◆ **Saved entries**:
###
use serde::{Deserialize, Serialize};
use std::path::PathBuf;

/// Root configuration structure for ccov.
///
/// Every path is relative to the project root the pipeline runs in.
#[derive(Debug, Clone, PartialEq, Serialize, Deserialize)]
#[serde(deny_unknown_fields)]
pub struct CcovConfig {
    /// Manifest the project name is read from
    #[serde(default = "default_manifest")]
    pub manifest: PathBuf,

    /// Toolchain passed to cargo as `+<toolchain>`
    #[serde(default = "default_toolchain")]
    pub toolchain: String,

    /// Directory holding `<project>-*` build artifacts
    #[serde(default = "default_build_dir")]
    pub build_dir: PathBuf,

    /// Bundle of raw instrumentation files
    #[serde(default = "default_archive")]
    pub archive: PathBuf,

    /// lcov report written by the converter
    #[serde(default = "default_report")]
    pub report: PathBuf,

    /// HTML output directory
    #[serde(default = "default_html_dir")]
    pub html_dir: PathBuf,

    #[serde(default)]
    pub instrument: InstrumentConfig,

    #[serde(default)]
    pub convert: ConvertConfig,

    #[serde(default)]
    pub fix: FixConfig,

    #[serde(default)]
    pub upload: UploadConfig,
}

impl Default for CcovConfig {
    fn default() -> Self {
        Self {
            manifest: default_manifest(),
            toolchain: default_toolchain(),
            build_dir: default_build_dir(),
            archive: default_archive(),
            report: default_report(),
            html_dir: default_html_dir(),
            instrument: InstrumentConfig::default(),
            convert: ConvertConfig::default(),
            fix: FixConfig::default(),
            upload: UploadConfig::default(),
        }
    }
}

/// Compiler flags for the instrumented build and test runs
#[derive(Debug, Clone, PartialEq, Serialize, Deserialize)]
#[serde(deny_unknown_fields)]
pub struct InstrumentConfig {
    #[serde(default = "default_rustflags")]
    pub rustflags: Vec<String>,

    /// Appended after `rustflags`
    #[serde(default)]
    pub extra_rustflags: Vec<String>,
}

impl Default for InstrumentConfig {
    fn default() -> Self {
        Self {
            rustflags: default_rustflags(),
            extra_rustflags: Vec::new(),
        }
    }
}

impl InstrumentConfig {
    /// Space-joined value for the `RUSTFLAGS` variable
    pub fn rustflags_value(&self) -> String {
        self.rustflags
            .iter()
            .chain(self.extra_rustflags.iter())
            .map(String::as_str)
            .collect::<Vec<_>>()
            .join(" ")
    }
}

#[derive(Debug, Clone, PartialEq, Serialize, Deserialize)]
#[serde(deny_unknown_fields)]
pub struct ConvertConfig {
    /// Path globs the converter drops from the report
    #[serde(default = "default_ignore")]
    pub ignore: Vec<String>,
}

impl Default for ConvertConfig {
    fn default() -> Self {
        Self {
            ignore: default_ignore(),
        }
    }
}

#[derive(Debug, Clone, PartialEq, Serialize, Deserialize)]
#[serde(deny_unknown_fields)]
pub struct FixConfig {
    #[serde(default = "default_true")]
    pub enabled: bool,

    /// External fixer to run instead of the builtin pass.
    /// `{report}` is replaced with the report path.
    #[serde(default)]
    pub command: Option<Vec<String>>,
}

impl Default for FixConfig {
    fn default() -> Self {
        Self {
            enabled: true,
            command: None,
        }
    }
}

#[derive(Debug, Clone, PartialEq, Serialize, Deserialize)]
#[serde(deny_unknown_fields)]
pub struct UploadConfig {
    #[serde(default = "default_script_url")]
    pub script_url: String,

    /// Environment variable holding the upload token
    #[serde(default = "default_token_env")]
    pub token_env: String,
}

impl Default for UploadConfig {
    fn default() -> Self {
        Self {
            script_url: default_script_url(),
            token_env: default_token_env(),
        }
    }
}

pub fn default_manifest() -> PathBuf {
    PathBuf::from("Cargo.toml")
}

pub fn default_toolchain() -> String {
    "nightly".to_string()
}

pub fn default_build_dir() -> PathBuf {
    PathBuf::from("target/debug/deps")
}

pub fn default_archive() -> PathBuf {
    PathBuf::from("ccov.zip")
}

pub fn default_report() -> PathBuf {
    PathBuf::from("lcov.info")
}

pub fn default_html_dir() -> PathBuf {
    PathBuf::from("target/cov")
}

pub fn default_rustflags() -> Vec<String> {
    [
        "-Zprofile",
        "-Ccodegen-units=1",
        "-Copt-level=0",
        "-Clink-dead-code",
        "-Coverflow-checks=off",
    ]
    .iter()
    .map(|s| s.to_string())
    .collect()
}

pub fn default_ignore() -> Vec<String> {
    vec!["/*".to_string(), "tests/*".to_string()]
}

pub fn default_script_url() -> String {
    "https://codecov.io/bash".to_string()
}

pub fn default_token_env() -> String {
    "CODECOV_TOKEN".to_string()
}

fn default_true() -> bool {
    true
}
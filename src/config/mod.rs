//! Configuration for pipeline runs, read from `.ccov.toml`.

mod core;
mod loader;

pub use self::core::{
    default_archive, default_build_dir, default_html_dir, default_ignore, default_manifest,
    default_report, default_rustflags, default_script_url, default_token_env, default_toolchain,
    CcovConfig, ConvertConfig, FixConfig, InstrumentConfig, UploadConfig,
};
pub use loader::{
    directory_ancestors, load_config, load_config_from, parse_config, CONFIG_FILE_NAME,
};

/// Template written by `ccov init`. Parses to [`CcovConfig::default`].
pub const DEFAULT_CONFIG_TEMPLATE: &str = r#"# ccov configuration
# All paths are relative to the project root.

manifest = "Cargo.toml"
toolchain = "nightly"
build_dir = "target/debug/deps"
archive = "ccov.zip"
report = "lcov.info"
html_dir = "target/cov"

[instrument]
rustflags = [
    "-Zprofile",
    "-Ccodegen-units=1",
    "-Copt-level=0",
    "-Clink-dead-code",
    "-Coverflow-checks=off",
]
extra_rustflags = []

[convert]
ignore = ["/*", "tests/*"]

[fix]
enabled = true
# Run an external fixer instead of the builtin pass:
# command = ["rust-covfix", "-o", "{report}", "{report}"]

[upload]
script_url = "https://codecov.io/bash"
token_env = "CODECOV_TOKEN"
"#;

#[cfg(test)]
mod tests {
    use super::*;

    #[test]
    fn test_template_matches_defaults() {
        let parsed = parse_config(DEFAULT_CONFIG_TEMPLATE).unwrap();
        assert_eq!(parsed, CcovConfig::default());
    }
}
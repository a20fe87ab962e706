//! Interactive and one-shot front ends over the session supervisor.
//!
//! All terminal presentation (spinners, colour, prompts) lives here.

use std::fmt;

use console::style;
use inquire::{Confirm, Select, Text};
use vmctl_worker::protocol::{DETAILS_BLOCK, SNAPSHOTS_BLOCK, parse_snapshot_line};
use vmctl_worker::{Opcode, Response};

use crate::config::SystemConfig;
use crate::error::VmctlError;
use crate::inventory::{Inventory, Record};
use crate::progress::Progress;
use crate::session::{Session, Supervisor, Target};

// ── actions ──────────────────────────────────────────────

#[derive(Debug, Clone, Copy, PartialEq, Eq)]
pub enum Action {
    ListSnapshots,
    CreateSnapshot,
    DeleteSnapshot,
    PowerOn,
    PowerOff,
    Restart,
    GracefulShutdown,
    GracefulRestart,
    Details,
    Quit,
}

impl Action {
    pub const ALL: [Action; 10] = [
        Action::ListSnapshots,
        Action::CreateSnapshot,
        Action::DeleteSnapshot,
        Action::PowerOn,
        Action::PowerOff,
        Action::Restart,
        Action::GracefulShutdown,
        Action::GracefulRestart,
        Action::Details,
        Action::Quit,
    ];

    /// Opcode for actions that need no further input.
    pub fn opcode(self) -> Option<Opcode> {
        match self {
            Action::ListSnapshots => Some(Opcode::ListSnapshots),
            Action::CreateSnapshot => Some(Opcode::CreateSnapshot),
            Action::PowerOn => Some(Opcode::PowerOn),
            Action::PowerOff => Some(Opcode::PowerOff),
            Action::Restart => Some(Opcode::Restart),
            Action::GracefulShutdown => Some(Opcode::GracefulShutdown),
            Action::GracefulRestart => Some(Opcode::GracefulRestart),
            Action::Details => Some(Opcode::GetDetails),
            Action::DeleteSnapshot | Action::Quit => None,
        }
    }

    pub fn is_destructive(self) -> bool {
        matches!(
            self,
            Action::DeleteSnapshot
                | Action::PowerOff
                | Action::Restart
                | Action::GracefulShutdown
                | Action::GracefulRestart
        )
    }
}

impl fmt::Display for Action {
    fn fmt(&self, f: &mut fmt::Formatter<'_>) -> fmt::Result {
        f.write_str(match self {
            Action::ListSnapshots => "List snapshots",
            Action::CreateSnapshot => "Create snapshot",
            Action::DeleteSnapshot => "Delete snapshot",
            Action::PowerOn => "Power on",
            Action::PowerOff => "Power off (hard)",
            Action::Restart => "Restart (hard reset)",
            Action::GracefulShutdown => "Shut down (guest agent)",
            Action::GracefulRestart => "Restart (guest agent)",
            Action::Details => "Show details",
            Action::Quit => "Quit",
        })
    }
}

struct Choice<'a>(&'a Record);

impl fmt::Display for Choice<'_> {
    fn fmt(&self, f: &mut fmt::Formatter<'_>) -> fmt::Result {
        let r = self.0;
        write!(f, "{:<24} {:<10} {} ({})", r.name, r.status, r.location, r.group)
    }
}

// ── rendering ────────────────────────────────────────────

/// Snapshot names from a `list-snapshots` response.
pub fn snapshot_names(response: &Response) -> Vec<String> {
    response
        .block_lines(SNAPSHOTS_BLOCK)
        .unwrap_or_default()
        .iter()
        .map(|line| parse_snapshot_line(line).0.to_string())
        .filter(|name| !name.is_empty())
        .collect()
}

/// Human-readable lines for a response.
pub fn render_response(response: &Response) -> Vec<String> {
    match response {
        Response::Success(msg) => vec![format!("{} {msg}", style("\u{2713}").green())],
        Response::Error(msg) => vec![format!("{} {msg}", style("\u{2717}").red())],
        Response::NoSnapshots => vec!["No snapshots.".to_string()],
        Response::Ready => vec!["Session ready.".to_string()],
        Response::Ended => vec!["Session ended.".to_string()],
        Response::Block { name, lines } if name == SNAPSHOTS_BLOCK => {
            let mut out = vec![format!("Snapshots ({}):", lines.len())];
            out.extend(lines.iter().map(|l| match parse_snapshot_line(l) {
                (name, Some(created)) => format!("  {name}  {}", style(created).dim()),
                (name, None) => format!("  {name}"),
            }));
            out
        }
        Response::Block { name, lines } if name == DETAILS_BLOCK => lines
            .iter()
            .map(|l| match l.split_once(": ") {
                Some((key, value)) => format!("  {:<14} {value}", style(key).bold()),
                None => format!("  {l}"),
            })
            .collect(),
        Response::Block { lines, .. } => lines.iter().map(|l| format!("  {l}")).collect(),
    }
}

fn print_response(response: &Response) {
    for line in render_response(response) {
        println!("{line}");
    }
}

fn print_error(err: &VmctlError) {
    eprintln!("{} {err}", style("error:").red().bold());
}

// ── shared ───────────────────────────────────────────────

fn target_for(system: &SystemConfig, record: &Record) -> Result<Target, VmctlError> {
    let endpoint = system
        .endpoint(&record.location)
        .ok_or_else(|| VmctlError::NotFound {
            message: format!(
                "endpoint '{}' for '{}' is not in the config",
                record.location, record.name
            ),
        })?;
    Ok(Target {
        domain: record.name.clone(),
        endpoint: endpoint.name.clone(),
        uri: endpoint.uri.clone(),
    })
}

async fn open_session(
    supervisor: &mut Supervisor,
    target: &Target,
    progress: Progress,
) -> Result<Session, VmctlError> {
    progress
        .run(
            &format!("Opening session to {target}"),
            supervisor.open(target.clone()),
        )
        .await
}

fn map_inquire_err(e: inquire::InquireError) -> VmctlError {
    match e {
        inquire::InquireError::OperationCanceled | inquire::InquireError::OperationInterrupted => {
            VmctlError::Cancelled
        }
        other => VmctlError::Validation {
            message: format!("prompt error: {other}"),
        },
    }
}

// ── exec ─────────────────────────────────────────────────

/// Parse every opcode before anything is opened.
pub fn parse_opcodes(tokens: &[String]) -> Result<Vec<Opcode>, VmctlError> {
    tokens
        .iter()
        .map(|t| {
            t.parse::<Opcode>().map_err(|e| VmctlError::Validation {
                message: format!("{t}: {e}"),
            })
        })
        .map(|op| match op {
            Ok(Opcode::EndSession) => Err(VmctlError::Validation {
                message: "end-session is implied; the session is always closed".into(),
            }),
            other => other,
        })
        .collect()
}

/// Run `opcodes` against one VM. Returns `false` if any of them failed.
pub async fn exec(
    system: &SystemConfig,
    name: &str,
    opcodes: &[String],
    location: Option<&str>,
    progress: Progress,
) -> Result<bool, VmctlError> {
    let opcodes = parse_opcodes(opcodes)?;
    let inventory = Inventory::load(&system.cache_path())?;
    let record = inventory.find_exact(name, location)?;
    let target = target_for(system, record)?;

    let mut supervisor = Supervisor::from_config(system);
    let mut session = open_session(&mut supervisor, &target, progress).await?;

    let mut all_ok = true;
    for opcode in &opcodes {
        tracing::info!(vm = %target, %opcode, "exec");
        match supervisor.send_default(&mut session, opcode).await {
            Ok(response) => print_response(&response),
            Err(e) => {
                all_ok = false;
                print_error(&e);
                if e.ends_session() {
                    break;
                }
            }
        }
    }

    supervisor.close(&mut session).await;
    Ok(all_ok)
}

// ── manage ───────────────────────────────────────────────

fn pick_record<'a>(inventory: &'a Inventory, pattern: &str) -> Result<&'a Record, VmctlError> {
    let hits = inventory.search(pattern);
    match hits.len() {
        0 => Err(VmctlError::NotFound {
            message: format!("no VM matches '{pattern}'"),
        }),
        1 => Ok(hits[0]),
        _ => {
            let choices: Vec<Choice<'a>> = hits.into_iter().map(Choice).collect();
            let picked = Select::new("Select a VM:", choices)
                .with_page_size(15)
                .prompt()
                .map_err(map_inquire_err)?;
            Ok(picked.0)
        }
    }
}

fn confirm(question: &str) -> Result<bool, VmctlError> {
    Confirm::new(question)
        .with_default(false)
        .prompt()
        .map_err(map_inquire_err)
}

/// Turn a menu choice into an opcode, prompting as needed. `None` means
/// the user backed out.
async fn prepare(
    action: Action,
    supervisor: &Supervisor,
    session: &mut Session,
    target: &Target,
) -> Result<Option<Opcode>, VmctlError> {
    let opcode = match action.opcode() {
        Some(opcode) => opcode,
        None => {
            let listing = supervisor
                .send_default(session, &Opcode::ListSnapshots)
                .await?;
            let names = snapshot_names(&listing);
            if names.is_empty() {
                println!("No snapshots to delete.");
                return Ok(None);
            }
            let name = Select::new("Snapshot to delete:", names)
                .prompt()
                .map_err(map_inquire_err)?;
            Opcode::delete_snapshot(name).map_err(|e| VmctlError::Validation {
                message: e.to_string(),
            })?
        }
    };

    if action.is_destructive() {
        let question = match &opcode {
            Opcode::DeleteSnapshot { name } => format!("Delete snapshot '{name}' of {target}?"),
            _ => format!("{action} {target}?"),
        };
        if !confirm(&question)? {
            return Ok(None);
        }
    }
    Ok(Some(opcode))
}

/// Action menu over one open session. Returns `true` if the user asked to
/// reopen after a fatal session error.
async fn menu(
    supervisor: &Supervisor,
    session: &mut Session,
    target: &Target,
    progress: Progress,
) -> Result<bool, VmctlError> {
    loop {
        let action = match Select::new(&format!("{target}:"), Action::ALL.to_vec())
            .with_page_size(Action::ALL.len())
            .prompt()
        {
            Ok(Action::Quit) => return Ok(false),
            Ok(action) => action,
            Err(e) => match map_inquire_err(e) {
                VmctlError::Cancelled => return Ok(false),
                other => return Err(other),
            },
        };

        let opcode = match prepare(action, supervisor, session, target).await {
            Ok(Some(opcode)) => opcode,
            Ok(None) | Err(VmctlError::Cancelled) => continue,
            Err(e) if e.ends_session() => {
                print_error(&e);
                return offer_reopen();
            }
            Err(e) => {
                print_error(&e);
                continue;
            }
        };

        let label = format!("{action}");
        match progress
            .run(&label, supervisor.send_default(session, &opcode))
            .await
        {
            Ok(response) => print_response(&response),
            Err(e) if e.ends_session() => {
                print_error(&e);
                return offer_reopen();
            }
            Err(e) => print_error(&e),
        }
    }
}

fn offer_reopen() -> Result<bool, VmctlError> {
    match confirm("The session was lost. Reopen it?") {
        Ok(reopen) => Ok(reopen),
        Err(VmctlError::Cancelled) => Ok(false),
        Err(e) => Err(e),
    }
}

/// Search, pick a VM, and drive it from a menu until the user quits.
pub async fn manage(
    system: &SystemConfig,
    pattern: Option<String>,
    progress: Progress,
) -> Result<(), VmctlError> {
    let inventory = Inventory::load(&system.cache_path())?;
    let pattern = match pattern {
        Some(p) => p,
        None => Text::new("Search VMs:")
            .prompt()
            .map_err(map_inquire_err)?,
    };
    let record = pick_record(&inventory, &pattern)?;
    let target = target_for(system, record)?;

    let mut supervisor = Supervisor::from_config(system);
    loop {
        let mut session = open_session(&mut supervisor, &target, progress).await?;
        let outcome = menu(&supervisor, &mut session, &target, progress).await;
        supervisor.close(&mut session).await;

        match outcome {
            Ok(true) => continue,
            Ok(false) => return Ok(()),
            Err(e) => return Err(e),
        }
    }
}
###
◆ **Task directions**: Please reproduce the lines from the line with "let names = snapshot_names(&listing);" to the line with "Ok(Action::Quit) => return", both ends included, exactly as they appear above.

◆ **Result of this task**:
            let names = snapshot_names(&listing);
            if names.is_empty() {
                println!("No snapshots to delete.");
                return Ok(None);
            }
            let name = Select::new("Snapshot to delete:", names)
                .prompt()
                .map_err(map_inquire_err)?;
            Opcode::delete_snapshot(name).map_err(|e| VmctlError::Validation {
                message: e.to_string(),
            })?
        }
    };

    if action.is_destructive() {
        let question = match &opcode {
            Opcode::DeleteSnapshot { name } => format!("Delete snapshot '{name}' of {target}?"),
            _ => format!("{action} {target}?"),
        };
        if !confirm(&question)? {
            return Ok(None);
        }
    }
    Ok(Some(opcode))
}

/// Action menu over one open session. Returns `true` if the user asked to
/// reopen after a fatal session error.
async fn menu(
    supervisor: &Supervisor,
    session: &mut Session,
    target: &Target,
    progress: Progress,
) -> Result<bool, VmctlError> {
    loop {
        let action = match Select::new(&format!("{target}:"), Action::ALL.to_vec())
            .with_page_size(Action::ALL.len())
            .prompt()
        {
            Ok(Action::Quit) => return Ok(false),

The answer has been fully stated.